I must’ve stood for an hour staring at the stranger, before I took my first step; it fell heavier than it usually would. But my second was easier. I can remember whispering words of comfort to myself, although what they were I cannot recall. But as I grew closer to the stranger, I saw that it too was scared. It shivered violently, and it was at this point that I noticed it was still raining. The liquid enveloped the humanoid shape of the stranger, and sank into its smooth looking skin. Those beautiful black pearls of eyes sat inside a large egg-shaped head, which was placed on a neck no thicker than a pencil, which in-turn was host to a body resembling that of a human who had been starved for a year. Its shivering made me think of it momentarily as a small child who needed warming.

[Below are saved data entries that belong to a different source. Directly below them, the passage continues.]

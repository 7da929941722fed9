use itertools::Itertools;
use serde::Serialize;
use std::fmt::{Display, Formatter};

#[derive(Debug, Clone, Eq, Hash, PartialEq, Serialize)]
#[serde(rename_all = "snake_case")]
pub enum RiskCategory {
    Risk,
    NoRisks,
    NotYetIdentified,
    Other(String),
}

impl RiskCategory {
    /// Case-folds the cell; blank cells carry no category.
    pub fn parse(text: &str) -> Option<Self> {
        let folded = text
            .to_lowercase()
            .replace(['_', '-'], " ")
            .split_whitespace()
            .join(" ");
        match folded.as_str() {
            "" => None,
            "risk" => Some(Self::Risk),
            "no risks" => Some(Self::NoRisks),
            "not yet identified" => Some(Self::NotYetIdentified),
            _ => Some(Self::Other(folded)),
        }
    }

    pub fn color(&self) -> Option<&'static str> {
        match self {
            Self::Risk => Some("red"),
            Self::NoRisks => Some("green"),
            Self::NotYetIdentified => Some("yellow"),
            Self::Other(_) => None,
        }
    }
}

impl Display for RiskCategory {
    fn fmt(&self, f: &mut Formatter<'_>) -> std::fmt::Result {
        match self {
            Self::Risk => write!(f, "risk"),
            Self::NoRisks => write!(f, "no risks"),
            Self::NotYetIdentified => write!(f, "not yet identified"),
            Self::Other(text) => write!(f, "{text}"),
        }
    }
}

#[derive(Debug, Clone, PartialEq, Serialize)]
pub struct SprintTaskRecord {
    pub task_name: String,
    pub assignee: String,
    pub estimate_hours: Option<f64>,
    pub actual_hours: Option<f64>,
    pub risk_category: Option<RiskCategory>,
    pub dev_time_difference: Option<f64>,
}

impl SprintTaskRecord {
    pub fn new(
        task_name: impl ToString,
        assignee: impl ToString,
        estimate: &str,
        actual: &str,
        risks: &str,
    ) -> Self {
        let estimate_hours = coerce_hours(estimate);
        let actual_hours = coerce_hours(actual);
        Self {
            task_name: task_name.to_string(),
            assignee: assignee.to_string(),
            estimate_hours,
            actual_hours,
            risk_category: RiskCategory::parse(risks),
            dev_time_difference: actual_hours
                .zip(estimate_hours)
                .map(|(actual, estimate)| actual - estimate),
        }
    }

    /// First ten characters of the task name followed by `...`.
    pub fn short_name(&self) -> String {
        format!("{}...", self.task_name.chars().take(10).collect::<String>())
    }

    pub fn is_pulled(&self) -> bool {
        self.actual_hours.is_none()
    }
}

/// Non-numeric text becomes absent instead of failing the row.
pub fn coerce_hours(text: &str) -> Option<f64> {
    text.trim()
        .parse::<f64>()
        .ok()
        .filter(|value| value.is_finite())
}

#[cfg(test)]
mod tests {
    use super::*;

    #[test]
    fn non_numeric_hours_are_absent() {
        for text in ["", "  ", "n/a", "four", "3h", "NaN", "inf"] {
            assert_eq!(coerce_hours(text), None, "{text:?}");
        }
        assert_eq!(coerce_hours(" 2.5 "), Some(2.5));
        assert_eq!(coerce_hours("0"), Some(0.0));
    }

    #[test]
    fn difference_requires_both_numbers() {
        let task = SprintTaskRecord::new("Login", "ann", "4", "6.5", "Risk");
        assert_eq!(task.dev_time_difference, Some(2.5));
        let task = SprintTaskRecord::new("Login", "ann", "4", "pending", "Risk");
        assert_eq!(task.actual_hours, None);
        assert_eq!(task.dev_time_difference, None);
        assert!(task.is_pulled());
    }

    #[test]
    fn risk_case_folding() {
        for text in ["Risk", "RISK", "risk", " risk "] {
            assert_eq!(RiskCategory::parse(text), Some(RiskCategory::Risk));
        }
        assert_eq!(RiskCategory::parse("No Risks"), Some(RiskCategory::NoRisks));
        assert_eq!(RiskCategory::parse("NO_RISKS"), Some(RiskCategory::NoRisks));
        assert_eq!(
            RiskCategory::parse("Not  yet identified"),
            Some(RiskCategory::NotYetIdentified)
        );
        assert_eq!(
            RiskCategory::parse("Blocked"),
            Some(RiskCategory::Other("blocked".into()))
        );
        assert_eq!(RiskCategory::parse(""), None);
    }

    #[test]
    fn short_name_counts_characters() {
        let task = SprintTaskRecord::new("Überarbeitung der API", "ann", "1", "1", "");
        assert_eq!(task.short_name(), "Überarbeit...");
        let task = SprintTaskRecord::new("Fix", "ann", "1", "1", "");
        assert_eq!(task.short_name(), "Fix...");
    }
}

I knelt down and its eyes followed mine as I crouched before it, as though I was bowing to its magnificence. And I suppose I was, in a way. But then came the moment that causes me to believe I was both blessed and cursed. The rain and the shivering had caused that oldest human emotion of sympathy to effect my actions. I embraced the little being, shielding it from the weather. In that minute of silence I gave it the gift of warmth and in return I received a thought. The thought that I was the first human to have both seen and touched an alien. The tears that overwhelming emotion of happiness brought to me then had caused me at first to ignore just how cold the being was. Its temperature was similar to that of the ice its skin resembled. And as some of my warmth transferred to it and it no longer felt quite so frozen, I let it go. And it fell limply to the ground. As in the shock of the moment, I had forgotten one, vital thing: I was the xenomorph here.
This exotic land had played a foul trick on my mind, for it resembled my home, yet it was not my home. My home was now among the stars of this globe, and I among the stars of my home. But in the eternal night of this now dying world, I had thought of it as home. The illusion was not the cause of my action; it had merely opened the door to allow it. I had forgotten that it was unlikely my own biology matched that of any indigenous species. And in that innocent, ancient act of sharing warmth; I had not only seen and touched the first extra-terrestrial life form ever discovered by the efforts of mankind. I had killed it through hyperthermia. And as I stood back up from my crouching position; I wept in the face of the irony.